A joint report by the Food and Agriculture Organisation of the United Nations, United Nations Children’s Fund, and the World Food Programme, has revealed that about 12.1 million persons are expected to be in a food security crisis or worse situation
Kaduna State Lagos State, Federal Capital Territory, and 20 states in Nigeria till December this year
The October 2021 food security and nutrition analysis, known as the Cadre Harmonise, presented on Thursday, 12th November 2021 explained that the ongoing conflict in the North-East and the lingering economic impact of the COVID-19 pandemic had continued to drive hunger in Nigeria.
The report stated that the analysis involved 154,008,198 people, out of whom 12,135,318 in the participating 20 states plus the FCT were currently experiencing crisis and emergency phases of food insecurity.
The report’s provisional results, which were released in Abuja, revealed that the number of people in critical or worse phases of food insecurity might increase to about 16.9 million unless efforts were made to scale up and sustain humanitarian support and other government interventions for livelihood recovery and resilience.
The report read in part, “Crisis level is described as a stage at which, even with humanitarian aid, at least one out of five households in
The target area is characterized by considerable food consumption deficits and acute malnutrition at high or higher rates than normal.
“It also stands for a situation in which households are marginally able to meet their minimum food needs by depleting assets related to livelihoods, leading to deficits in food consumption.”
The states analysed in the current Cadre Harmonise round include Abia, Adamawa, Bauchi, Benue, Borno, Cross River, Edo, Enugu, and Gombe.
Others include Jigawa, Kaduna, Kano, Katsina, Kebbi, Lagos, Niger, Plateau, Sokoto, Taraba, Yobe, and the Federal Capital Territory.
The report stated that Borno Adamawa and Yobe were the most affected states.
The analysis estimated that in Borno, Adamawa, and Yobe states, which were affected by the prolonged armed conflict, 2.4 million people were currently in the crisis phase or worse and needed urgent assistance.

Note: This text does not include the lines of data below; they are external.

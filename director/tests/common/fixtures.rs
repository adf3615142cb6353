//! Test fixtures and data for director tests

use director::DirectorConfig;
use shared::{NegRef, ResourceRef};

/// Standard test data and fixtures
pub struct TestFixtures;

impl TestFixtures {
    pub const PROJECT: &'static str = "test-project";
    pub const PREFIX: &'static str = "td";
    pub const SUFFIX: &'static str = "s1";

    /// Service the routing map exposes
    pub const HOST: &'static str = "svc.example";
    pub const PORT: u16 = 8080;

    pub const NEG_NAME: &'static str = "server-neg";
    pub const ZONE_A: &'static str = "us-central1-a";
    pub const ZONE_B: &'static str = "us-central1-b";

    pub const NAMESPACE: &'static str = "psm";
    pub const SERVER_NAME: &'static str = "psm-grpc-server";

    pub fn config() -> DirectorConfig {
        DirectorConfig::new(Self::PROJECT, Self::PREFIX).with_suffix(Self::SUFFIX)
    }

    /// `{prefix}-{base}-{suffix}` for the standard config
    pub fn name(base: &str) -> String {
        format!("{}-{}-{}", Self::PREFIX, base, Self::SUFFIX)
    }

    pub fn compute_ref(collection: &str, name: &str) -> ResourceRef {
        ResourceRef::new(
            name,
            format!(
                "https://compute.googleapis.com/compute/v1/projects/{}/global/{}/{}",
                Self::PROJECT,
                collection,
                name
            ),
            collection,
        )
    }

    pub fn located_ref(collection: &str, name: &str) -> ResourceRef {
        ResourceRef::new(
            name,
            format!("projects/{}/locations/global/{}/{}", Self::PROJECT, collection, name),
            collection,
        )
    }

    pub fn neg(zone: &str) -> NegRef {
        NegRef::new(
            Self::NEG_NAME,
            zone,
            format!(
                "projects/{}/zones/{}/networkEndpointGroups/{}",
                Self::PROJECT,
                zone,
                Self::NEG_NAME
            ),
        )
    }
}
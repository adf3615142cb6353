//! Backend service variants and their NEG membership

use serde::{Deserialize, Serialize};
use shared::{BackendProtocol, NegRef};
use std::collections::BTreeSet;
use std::fmt;

use super::ResourceKind;

/// The three independently tracked backend services
#[derive(Debug, Clone, Copy, PartialEq, Eq, Hash, PartialOrd, Ord, Serialize, Deserialize)]
#[serde(rename_all = "snake_case")]
pub enum BackendVariant {
    Default,
    Alternative,
    Affinity,
}

impl BackendVariant {
    pub const ALL: [BackendVariant; 3] = [
        BackendVariant::Default,
        BackendVariant::Alternative,
        BackendVariant::Affinity,
    ];

    pub fn kind(&self) -> ResourceKind {
        match self {
            BackendVariant::Default => ResourceKind::BackendService,
            BackendVariant::Alternative => ResourceKind::AlternativeBackendService,
            BackendVariant::Affinity => ResourceKind::AffinityBackendService,
        }
    }

    fn index(&self) -> usize {
        match self {
            BackendVariant::Default => 0,
            BackendVariant::Alternative => 1,
            BackendVariant::Affinity => 2,
        }
    }
}

impl fmt::Display for BackendVariant {
    fn fmt(&self, f: &mut fmt::Formatter<'_>) -> fmt::Result {
        f.write_str(self.kind().label())
    }
}

/// Protocol and NEG membership recorded for one backend service variant
#[derive(Debug, Clone, Default, PartialEq, Eq)]
pub struct BackendPool {
    pub protocol: BackendProtocol,
    members: BTreeSet<NegRef>,
}

impl BackendPool {
    /// Union `negs` into the membership set
    pub fn add(&mut self, negs: impl IntoIterator<Item = NegRef>) {
        self.members.extend(negs);
    }

    /// Remove every NEG in `negs` from the membership set
    pub fn remove(&mut self, negs: &BTreeSet<NegRef>) {
        self.members = self.members.difference(negs).cloned().collect();
    }

    pub fn clear(&mut self) {
        self.members.clear();
    }

    pub fn members(&self) -> &BTreeSet<NegRef> {
        &self.members
    }

    /// Full membership in deterministic order, ready to push remotely
    pub fn to_vec(&self) -> Vec<NegRef> {
        self.members.iter().cloned().collect()
    }

    pub fn is_empty(&self) -> bool {
        self.members.is_empty()
    }

    pub fn len(&self) -> usize {
        self.members.len()
    }
}

/// Per-variant pools, all starting with an `Unset` protocol and no members
#[derive(Debug, Clone, Default)]
pub struct BackendPools {
    pools: [BackendPool; 3],
}

impl BackendPools {
    pub fn get(&self, variant: BackendVariant) -> &BackendPool {
        &self.pools[variant.index()]
    }

    pub fn get_mut(&mut self, variant: BackendVariant) -> &mut BackendPool {
        &mut self.pools[variant.index()]
    }

    pub fn protocol(&self, variant: BackendVariant) -> BackendProtocol {
        self.get(variant).protocol
    }
}
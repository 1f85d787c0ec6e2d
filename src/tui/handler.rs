//! Key handling for the TUI
//!
//! Translates key presses into `BudgetBook` mutations. Pre-validation
//! happens here: empty category names and non-positive amounts are rejected
//! with a status message before any mutation is attempted, matching the
//! form-level checks of the views.

use crossterm::event::{KeyCode, KeyEvent, KeyEventKind};

use crate::error::BudgetResult;
use crate::models::{CategoryId, Money};

use super::app::{
    App, CategoryField, CategoryForm, DashboardMode, DetailMode, Route, TransactionField,
    TransactionForm,
};
use super::widgets::TextInput;

/// Handle a single key event
pub fn handle_key(app: &mut App, key: KeyEvent) -> BudgetResult<()> {
    if key.kind != KeyEventKind::Press {
        return Ok(());
    }

    match app.route {
        Route::Dashboard => handle_dashboard_key(app, key)?,
        Route::Category(id) => handle_detail_key(app, id, key)?,
    }

    app.clamp_selections();
    Ok(())
}

fn handle_dashboard_key(app: &mut App, key: KeyEvent) -> BudgetResult<()> {
    let mode = std::mem::take(&mut app.dashboard_mode);

    app.dashboard_mode = match mode {
        DashboardMode::Viewing => handle_dashboard_viewing_key(app, key)?,
        DashboardMode::EditingIncome(input) => handle_income_key(app, input, key)?,
        DashboardMode::AddingCategory(form) => handle_add_category_key(app, form, key)?,
        DashboardMode::EditingCategory { id, form } => {
            handle_edit_category_key(app, id, form, key)?
        }
    };

    Ok(())
}

fn handle_dashboard_viewing_key(app: &mut App, key: KeyEvent) -> BudgetResult<DashboardMode> {
    match key.code {
        KeyCode::Char('q') => app.should_quit = true,
        KeyCode::Up | KeyCode::Char('k') => {
            app.selected_category_index = app.selected_category_index.saturating_sub(1);
        }
        KeyCode::Down | KeyCode::Char('j') => {
            let last = app.book.categories().len().saturating_sub(1);
            app.selected_category_index = (app.selected_category_index + 1).min(last);
        }
        KeyCode::Enter => {
            if let Some(id) = app.selected_category() {
                app.open_category(id);
            }
        }
        KeyCode::Char('i') => {
            let mut input = TextInput::new()
                .placeholder("Monthly income")
                .content(app.book.income().plain());
            input.focused = true;
            return Ok(DashboardMode::EditingIncome(input));
        }
        KeyCode::Char('a') => {
            return Ok(DashboardMode::AddingCategory(focus_category_form(
                CategoryForm::empty(),
            )));
        }
        KeyCode::Char('e') => {
            if let Some(category) = app.selected_category().and_then(|id| app.book.category(id)) {
                let id = category.id;
                let form = CategoryForm::prefilled(&category.name, &category.allocated.plain());
                return Ok(DashboardMode::EditingCategory {
                    id,
                    form: focus_category_form(form),
                });
            }
        }
        KeyCode::Char('d') => {
            if let Some(id) = app.selected_category() {
                app.book.delete_category(id)?;
            }
        }
        _ => {}
    }
    Ok(DashboardMode::Viewing)
}

fn handle_income_key(
    app: &mut App,
    mut input: TextInput,
    key: KeyEvent,
) -> BudgetResult<DashboardMode> {
    match key.code {
        KeyCode::Esc => Ok(DashboardMode::Viewing),
        KeyCode::Enter => {
            app.book.set_income(input.value())?;
            Ok(DashboardMode::Viewing)
        }
        KeyCode::Char(c) => {
            input.insert(c);
            Ok(DashboardMode::EditingIncome(input))
        }
        KeyCode::Backspace => {
            input.backspace();
            Ok(DashboardMode::EditingIncome(input))
        }
        KeyCode::Left => {
            input.move_left();
            Ok(DashboardMode::EditingIncome(input))
        }
        KeyCode::Right => {
            input.move_right();
            Ok(DashboardMode::EditingIncome(input))
        }
        _ => Ok(DashboardMode::EditingIncome(input)),
    }
}

fn handle_add_category_key(
    app: &mut App,
    mut form: CategoryForm,
    key: KeyEvent,
) -> BudgetResult<DashboardMode> {
    match key.code {
        KeyCode::Esc => Ok(DashboardMode::Viewing),
        KeyCode::Enter => {
            if form.name.value().trim().is_empty() {
                app.set_status("Category name cannot be empty");
                return Ok(DashboardMode::AddingCategory(form));
            }
            app.book
                .add_category(form.name.value().trim(), form.allocated.value())?;
            app.status_message = None;
            Ok(DashboardMode::Viewing)
        }
        _ => {
            edit_category_form(&mut form, key);
            Ok(DashboardMode::AddingCategory(form))
        }
    }
}

fn handle_edit_category_key(
    app: &mut App,
    id: CategoryId,
    mut form: CategoryForm,
    key: KeyEvent,
) -> BudgetResult<DashboardMode> {
    match key.code {
        KeyCode::Esc => Ok(DashboardMode::Viewing),
        KeyCode::Enter => {
            if form.name.value().trim().is_empty() {
                app.set_status("Category name cannot be empty");
                return Ok(DashboardMode::EditingCategory { id, form });
            }
            app.book.rename_category(id, form.name.value().trim())?;
            app.book.update_allocation(id, form.allocated.value())?;
            app.status_message = None;
            Ok(DashboardMode::Viewing)
        }
        _ => {
            edit_category_form(&mut form, key);
            Ok(DashboardMode::EditingCategory { id, form })
        }
    }
}

fn handle_detail_key(app: &mut App, id: CategoryId, key: KeyEvent) -> BudgetResult<()> {
    // The routed category can vanish (deleted elsewhere in the session);
    // the view degrades to a not-found screen and only navigates back.
    if app.book.category(id).is_none() {
        match key.code {
            KeyCode::Esc | KeyCode::Enter | KeyCode::Backspace => app.go_to_dashboard(),
            KeyCode::Char('q') => app.should_quit = true,
            _ => {}
        }
        return Ok(());
    }

    let mode = std::mem::take(&mut app.detail_mode);

    app.detail_mode = match mode {
        DetailMode::Viewing => handle_detail_viewing_key(app, id, key)?,
        DetailMode::AddingTransaction(form) => handle_transaction_form_key(app, id, form, key)?,
        DetailMode::EditingCategory(form) => handle_detail_edit_key(app, id, form, key)?,
    };

    Ok(())
}

fn handle_detail_viewing_key(
    app: &mut App,
    id: CategoryId,
    key: KeyEvent,
) -> BudgetResult<DetailMode> {
    match key.code {
        KeyCode::Esc | KeyCode::Backspace => app.go_to_dashboard(),
        KeyCode::Char('q') => app.should_quit = true,
        KeyCode::Up | KeyCode::Char('k') => {
            app.selected_transaction_index = app.selected_transaction_index.saturating_sub(1);
        }
        KeyCode::Down | KeyCode::Char('j') => {
            let count = app
                .book
                .category(id)
                .map(|c| c.transactions.len())
                .unwrap_or(0);
            let last = count.saturating_sub(1);
            app.selected_transaction_index = (app.selected_transaction_index + 1).min(last);
        }
        KeyCode::Char('a') => {
            return Ok(DetailMode::AddingTransaction(TransactionForm::empty()));
        }
        KeyCode::Char('e') => {
            if let Some(category) = app.book.category(id) {
                let form = CategoryForm::prefilled(&category.name, &category.allocated.plain());
                return Ok(DetailMode::EditingCategory(focus_category_form(form)));
            }
        }
        KeyCode::Char('d') => {
            // The list renders newest first; map the selection back to
            // insertion order.
            if let Some(category) = app.book.category(id) {
                let count = category.transactions.len();
                if count > 0 && app.selected_transaction_index < count {
                    let storage_index = count - 1 - app.selected_transaction_index;
                    let txn_id = category.transactions[storage_index].id;
                    app.book.delete_transaction(id, txn_id)?;
                }
            }
        }
        _ => {}
    }
    Ok(DetailMode::Viewing)
}

fn handle_transaction_form_key(
    app: &mut App,
    id: CategoryId,
    mut form: TransactionForm,
    key: KeyEvent,
) -> BudgetResult<DetailMode> {
    match key.code {
        KeyCode::Esc => {
            app.status_message = None;
            Ok(DetailMode::Viewing)
        }
        KeyCode::Enter => {
            let amount = match Money::parse(form.amount.value()) {
                Ok(m) if m.cents() > 0 => m,
                _ => {
                    app.set_status("Enter an amount greater than zero");
                    return Ok(DetailMode::AddingTransaction(form));
                }
            };
            app.book
                .add_transaction(id, form.kind, amount, form.description.value())?;
            app.status_message = None;
            app.selected_transaction_index = 0;
            Ok(DetailMode::Viewing)
        }
        KeyCode::Tab | KeyCode::Down => {
            form.cycle_focus();
            sync_transaction_focus(&mut form);
            Ok(DetailMode::AddingTransaction(form))
        }
        code => {
            match form.focus {
                TransactionField::Kind => {
                    if matches!(
                        code,
                        KeyCode::Left | KeyCode::Right | KeyCode::Char(' ')
                    ) {
                        form.kind = form.kind.toggled();
                    }
                }
                _ => {
                    if let Some(input) = form.focused_input() {
                        match code {
                            KeyCode::Char(c) => input.insert(c),
                            KeyCode::Backspace => input.backspace(),
                            KeyCode::Left => input.move_left(),
                            KeyCode::Right => input.move_right(),
                            _ => {}
                        }
                    }
                }
            }
            Ok(DetailMode::AddingTransaction(form))
        }
    }
}

fn handle_detail_edit_key(
    app: &mut App,
    id: CategoryId,
    mut form: CategoryForm,
    key: KeyEvent,
) -> BudgetResult<DetailMode> {
    match key.code {
        KeyCode::Esc => Ok(DetailMode::Viewing),
        KeyCode::Enter => {
            if form.name.value().trim().is_empty() {
                app.set_status("Category name cannot be empty");
                return Ok(DetailMode::EditingCategory(form));
            }
            app.book.rename_category(id, form.name.value().trim())?;
            app.book.update_allocation(id, form.allocated.value())?;
            app.status_message = None;
            Ok(DetailMode::Viewing)
        }
        _ => {
            edit_category_form(&mut form, key);
            Ok(DetailMode::EditingCategory(form))
        }
    }
}

/// Apply a non-committing key to a category form
fn edit_category_form(form: &mut CategoryForm, key: KeyEvent) {
    match key.code {
        KeyCode::Tab | KeyCode::Down | KeyCode::Up => {
            form.cycle_focus();
            sync_category_focus(form);
        }
        KeyCode::Char(c) => form.focused_input().insert(c),
        KeyCode::Backspace => form.focused_input().backspace(),
        KeyCode::Left => form.focused_input().move_left(),
        KeyCode::Right => form.focused_input().move_right(),
        _ => {}
    }
}

fn focus_category_form(mut form: CategoryForm) -> CategoryForm {
    sync_category_focus(&mut form);
    form
}

fn sync_category_focus(form: &mut CategoryForm) {
    let focus = form.focus;
    form.name.focused = focus == CategoryField::Name;
    form.allocated.focused = focus == CategoryField::Allocated;
}

fn sync_transaction_focus(form: &mut TransactionForm) {
    let focus = form.focus;
    form.amount.focused = focus == TransactionField::Amount;
    form.description.focused = focus == TransactionField::Description;
}
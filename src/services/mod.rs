//! Business logic layer

pub mod budget;

pub use budget::BudgetBook;
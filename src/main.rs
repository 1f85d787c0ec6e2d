use anyhow::Result;
use clap::{Parser, Subcommand};

use tally::config::{paths::TallyPaths, settings::Settings};
use tally::display::format_overview;
use tally::services::BudgetBook;
use tally::storage::Storage;
use tally::tui::run_tui;

#[derive(Parser)]
#[command(
    name = "tally",
    version,
    about = "Terminal-based monthly budgeting application",
    long_about = "Tally tracks a monthly income, per-category budget allocations, \
                  and the expenses and incomes recorded against each category. \
                  Run without arguments to launch the interactive interface."
)]
struct Cli {
    #[command(subcommand)]
    command: Option<Commands>,
}

#[derive(Subcommand)]
enum Commands {
    /// Launch the interactive TUI
    #[command(alias = "ui")]
    Tui,

    /// Print the budget summary and per-category figures
    Overview,

    /// Show current configuration and paths
    Config,
}

fn main() -> Result<()> {
    let cli = Cli::parse();

    let paths = TallyPaths::new()?;
    let settings = Settings::load_or_default(&paths);
    let storage = Storage::new(&paths)?;
    let mut book = BudgetBook::load(storage);

    match cli.command {
        Some(Commands::Tui) | None => {
            run_tui(&mut book, &settings)?;
        }
        Some(Commands::Overview) => {
            print!("{}", format_overview(&book, &settings));
        }
        Some(Commands::Config) => {
            // Materialize the settings file so users have something to edit
            if !paths.settings_file().exists() {
                settings.save(&paths)?;
            }
            println!("Tally Configuration");
            println!("===================");
            println!("Base directory: {}", paths.base_dir().display());
            println!("Data directory: {}", paths.data_dir().display());
            println!("Settings file:  {}", paths.settings_file().display());
            println!();
            println!("Settings:");
            println!("  Currency symbol: {}", settings.currency_symbol);
            println!("  Date format:     {}", settings.date_format);
        }
    }

    Ok(())
}
//! The budget state container
//!
//! `BudgetBook` owns the authoritative in-memory state (income plus the
//! ordered category list) and is the only place that mutates it. Every
//! mutation persists the affected value synchronously before returning, so
//! the on-disk copy always reflects the last completed operation.
//!
//! Mutations targeting an id that no longer exists are silent no-ops; the
//! caller cannot tell the difference and is not meant to. Numeric input
//! arrives as raw strings and coerces to zero when unparsable.

use crate::error::BudgetResult;
use crate::models::{Category, CategoryId, Money, Transaction, TransactionId, TransactionKind};
use crate::storage::Storage;

/// Authoritative budget state plus its persistence backing
pub struct BudgetBook {
    storage: Storage,
    income: Money,
    categories: Vec<Category>,
}

impl BudgetBook {
    /// Load the last saved state from storage
    pub fn load(storage: Storage) -> Self {
        let (income, categories) = storage.load();
        Self {
            storage,
            income,
            categories,
        }
    }

    // Accessors

    /// Monthly income
    pub fn income(&self) -> Money {
        self.income
    }

    /// Categories in insertion order
    pub fn categories(&self) -> &[Category] {
        &self.categories
    }

    /// Look up a category by id
    pub fn category(&self, id: CategoryId) -> Option<&Category> {
        self.categories.iter().find(|c| c.id == id)
    }

    /// Sum of allocations over all categories
    pub fn total_allocated(&self) -> Money {
        self.categories.iter().map(|c| c.allocated).sum()
    }

    /// Sum of each category's absolute net spend
    pub fn total_spent(&self) -> Money {
        self.categories.iter().map(|c| c.spent().abs()).sum()
    }

    /// Income not yet assigned to any category; negative when
    /// over-allocated
    pub fn unallocated(&self) -> Money {
        self.income - self.total_allocated()
    }

    // Mutations

    /// Replace the income figure
    ///
    /// Unparsable input coerces to zero; negative values are accepted.
    pub fn set_income(&mut self, raw: &str) -> BudgetResult<()> {
        self.income = Money::parse_or_zero(raw);
        self.storage.income.save(self.income)
    }

    /// Append a new category with a fresh id and no transactions
    pub fn add_category(&mut self, name: impl Into<String>, allocated_raw: &str) -> BudgetResult<CategoryId> {
        let category = Category::new(name, Money::parse_or_zero(allocated_raw));
        let id = category.id;
        self.categories.push(category);
        self.save_categories()?;
        Ok(id)
    }

    /// Remove a category and all its transactions; no-op if absent
    pub fn delete_category(&mut self, id: CategoryId) -> BudgetResult<()> {
        let before = self.categories.len();
        self.categories.retain(|c| c.id != id);
        if self.categories.len() == before {
            return Ok(());
        }
        self.save_categories()
    }

    /// Replace a category's name; no-op if absent
    pub fn rename_category(&mut self, id: CategoryId, new_name: impl Into<String>) -> BudgetResult<()> {
        match self.categories.iter_mut().find(|c| c.id == id) {
            Some(category) => {
                category.name = new_name.into();
                self.save_categories()
            }
            None => Ok(()),
        }
    }

    /// Replace a category's allocation; no-op if absent
    ///
    /// Unparsable input coerces to zero.
    pub fn update_allocation(&mut self, id: CategoryId, allocated_raw: &str) -> BudgetResult<()> {
        match self.categories.iter_mut().find(|c| c.id == id) {
            Some(category) => {
                category.allocated = Money::parse_or_zero(allocated_raw);
                self.save_categories()
            }
            None => Ok(()),
        }
    }

    /// Append a transaction to a category; no-op if the category is absent
    ///
    /// The caller is responsible for supplying a positive amount; this
    /// operation does not re-validate it.
    pub fn add_transaction(
        &mut self,
        category_id: CategoryId,
        kind: TransactionKind,
        amount: Money,
        description: impl Into<String>,
    ) -> BudgetResult<Option<TransactionId>> {
        match self.categories.iter_mut().find(|c| c.id == category_id) {
            Some(category) => {
                let txn = Transaction::new(kind, amount, description);
                let id = txn.id;
                category.transactions.push(txn);
                self.save_categories()?;
                Ok(Some(id))
            }
            None => Ok(None),
        }
    }

    /// Remove a transaction from a category; no-op if either id is absent
    pub fn delete_transaction(
        &mut self,
        category_id: CategoryId,
        transaction_id: TransactionId,
    ) -> BudgetResult<()> {
        let Some(category) = self.categories.iter_mut().find(|c| c.id == category_id) else {
            return Ok(());
        };

        let before = category.transactions.len();
        category.transactions.retain(|t| t.id != transaction_id);
        if category.transactions.len() == before {
            return Ok(());
        }
        self.save_categories()
    }

    fn save_categories(&self) -> BudgetResult<()> {
        self.storage.categories.save(&self.categories)
    }
}

#[cfg(test)]
mod tests {
    use super::*;
    use crate::config::paths::TallyPaths;
    use tempfile::TempDir;

    fn create_book() -> (TempDir, BudgetBook) {
        let temp_dir = TempDir::new().unwrap();
        let paths = TallyPaths::with_base_dir(temp_dir.path().to_path_buf());
        let storage = Storage::new(&paths).unwrap();
        (temp_dir, BudgetBook::load(storage))
    }

    fn reload(temp_dir: &TempDir) -> BudgetBook {
        let paths = TallyPaths::with_base_dir(temp_dir.path().to_path_buf());
        BudgetBook::load(Storage::new(&paths).unwrap())
    }

    #[test]
    fn test_fresh_book_is_empty() {
        let (_temp_dir, book) = create_book();
        assert_eq!(book.income(), Money::zero());
        assert!(book.categories().is_empty());
        assert_eq!(book.unallocated(), Money::zero());
    }

    #[test]
    fn test_income_and_allocation_totals() {
        // income=3000, "Groceries" allocated=400 => allocated=400, unallocated=2600
        let (_temp_dir, mut book) = create_book();
        book.set_income("3000").unwrap();
        book.add_category("Groceries", "400").unwrap();

        assert_eq!(book.income().plain(), "3000.00");
        assert_eq!(book.total_allocated().plain(), "400.00");
        assert_eq!(book.unallocated().plain(), "2600.00");
    }

    #[test]
    fn test_income_lenient_parse() {
        let (_temp_dir, mut book) = create_book();
        book.set_income("not a number").unwrap();
        assert_eq!(book.income(), Money::zero());

        // Negative income is accepted as-is
        book.set_income("-100").unwrap();
        assert_eq!(book.income().cents(), -10000);
    }

    #[test]
    fn test_debit_spend_and_remaining() {
        let (_temp_dir, mut book) = create_book();
        let id = book.add_category("Groceries", "400").unwrap();
        book.add_transaction(id, TransactionKind::Debit, Money::from_cents(5000), "")
            .unwrap();

        let cat = book.category(id).unwrap();
        assert_eq!(cat.spent().cents(), -5000);
        assert_eq!(cat.spent().abs().plain(), "50.00");
        assert_eq!(cat.remaining().plain(), "350.00");
        assert!(!cat.is_over_budget());
    }

    #[test]
    fn test_over_budget() {
        let (_temp_dir, mut book) = create_book();
        let id = book.add_category("Groceries", "400").unwrap();
        book.add_transaction(id, TransactionKind::Debit, Money::from_cents(5000), "")
            .unwrap();
        book.add_transaction(id, TransactionKind::Debit, Money::from_cents(40000), "")
            .unwrap();

        let cat = book.category(id).unwrap();
        assert_eq!(cat.remaining().plain(), "-50.00");
        assert!(cat.is_over_budget());
    }

    #[test]
    fn test_credit_offsets_spend() {
        let (_temp_dir, mut book) = create_book();
        let id = book.add_category("Groceries", "400").unwrap();
        book.add_transaction(id, TransactionKind::Debit, Money::from_cents(5000), "")
            .unwrap();
        book.add_transaction(id, TransactionKind::Credit, Money::from_cents(2000), "")
            .unwrap();

        let cat = book.category(id).unwrap();
        assert_eq!(cat.spent().cents(), -3000);
        assert_eq!(book.total_spent().plain(), "30.00");
    }

    #[test]
    fn test_total_spent_uses_absolute_values() {
        let (_temp_dir, mut book) = create_book();
        let a = book.add_category("A", "100").unwrap();
        let b = book.add_category("B", "100").unwrap();
        book.add_transaction(a, TransactionKind::Debit, Money::from_cents(3000), "")
            .unwrap();
        // B is net positive (credit only); still counts |spent|
        book.add_transaction(b, TransactionKind::Credit, Money::from_cents(1000), "")
            .unwrap();

        assert_eq!(book.total_spent().cents(), 4000);
    }

    #[test]
    fn test_rename_and_update_allocation() {
        let (_temp_dir, mut book) = create_book();
        let id = book.add_category("Grocceries", "400").unwrap();

        book.rename_category(id, "Groceries").unwrap();
        book.update_allocation(id, "450.50").unwrap();

        let cat = book.category(id).unwrap();
        assert_eq!(cat.name, "Groceries");
        assert_eq!(cat.allocated.cents(), 45050);

        // Unparsable allocation coerces to zero
        book.update_allocation(id, "4oo").unwrap();
        assert_eq!(book.category(id).unwrap().allocated, Money::zero());
    }

    #[test]
    fn test_mutations_on_missing_ids_are_noops() {
        let (_temp_dir, mut book) = create_book();
        let id = book.add_category("Groceries", "400").unwrap();
        let ghost = CategoryId::new();

        book.rename_category(ghost, "X").unwrap();
        book.update_allocation(ghost, "1").unwrap();
        assert!(book
            .add_transaction(ghost, TransactionKind::Debit, Money::from_cents(1), "")
            .unwrap()
            .is_none());
        book.delete_transaction(id, TransactionId::new()).unwrap();
        book.delete_transaction(ghost, TransactionId::new()).unwrap();

        assert_eq!(book.categories().len(), 1);
        assert_eq!(book.category(id).unwrap().name, "Groceries");
        assert!(book.category(id).unwrap().transactions.is_empty());
    }

    #[test]
    fn test_delete_category_is_idempotent() {
        let (_temp_dir, mut book) = create_book();
        let id = book.add_category("Groceries", "400").unwrap();
        book.add_category("Rent", "1200").unwrap();

        book.delete_category(id).unwrap();
        assert_eq!(book.categories().len(), 1);
        assert!(book.category(id).is_none());

        // Second delete is a no-op with the same end state
        book.delete_category(id).unwrap();
        assert_eq!(book.categories().len(), 1);
    }

    #[test]
    fn test_delete_transaction() {
        let (_temp_dir, mut book) = create_book();
        let id = book.add_category("Groceries", "400").unwrap();
        let txn = book
            .add_transaction(id, TransactionKind::Debit, Money::from_cents(5000), "")
            .unwrap()
            .unwrap();

        book.delete_transaction(id, txn).unwrap();
        assert!(book.category(id).unwrap().transactions.is_empty());
        assert_eq!(book.category(id).unwrap().spent(), Money::zero());
    }

    #[test]
    fn test_transactions_keep_insertion_order() {
        let (_temp_dir, mut book) = create_book();
        let id = book.add_category("Groceries", "400").unwrap();
        book.add_transaction(id, TransactionKind::Debit, Money::from_cents(100), "first")
            .unwrap();
        book.add_transaction(id, TransactionKind::Debit, Money::from_cents(200), "second")
            .unwrap();

        let descriptions: Vec<_> = book
            .category(id)
            .unwrap()
            .transactions
            .iter()
            .map(|t| t.description.as_str())
            .collect();
        assert_eq!(descriptions, vec!["first", "second"]);
    }

    #[test]
    fn test_every_mutation_persists() {
        let (temp_dir, mut book) = create_book();
        book.set_income("3000").unwrap();
        let id = book.add_category("Groceries", "400").unwrap();
        book.add_transaction(id, TransactionKind::Debit, Money::from_cents(5000), "Shop")
            .unwrap();

        let reloaded = reload(&temp_dir);
        assert_eq!(reloaded.income().cents(), 300000);
        assert_eq!(reloaded.categories().len(), 1);
        let cat = reloaded.category(id).unwrap();
        assert_eq!(cat.transactions.len(), 1);
        assert_eq!(cat.transactions[0].description, "Shop");
        assert_eq!(cat.remaining().plain(), "350.00");
    }

    #[test]
    fn test_delete_persists() {
        let (temp_dir, mut book) = create_book();
        let id = book.add_category("Groceries", "400").unwrap();
        book.delete_category(id).unwrap();

        let reloaded = reload(&temp_dir);
        assert!(reloaded.categories().is_empty());
    }
}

“These include an estimated 228,707 people in the emergence phase wherein, even with humanitarian aid, at least one out of five households is either facing extreme food deficits, resulting in a very high acute malnutrition or excessive mortality, or an extreme loss of assets relating to livelihoods, causing deficits in food consumption in the short term,” it stated.
It would be recalled that Kaduna State Governor, Nasir El-Rufai, during the 2021 second quarter meeting of Directors of the Department of State Services (DSS) in North-West states has predicted that the food crisis looms in Nigeria due to spate of insecurity across states.
He lamented that farmers cannot go to their farms, while some have fled their villages to avoid attacks by criminals.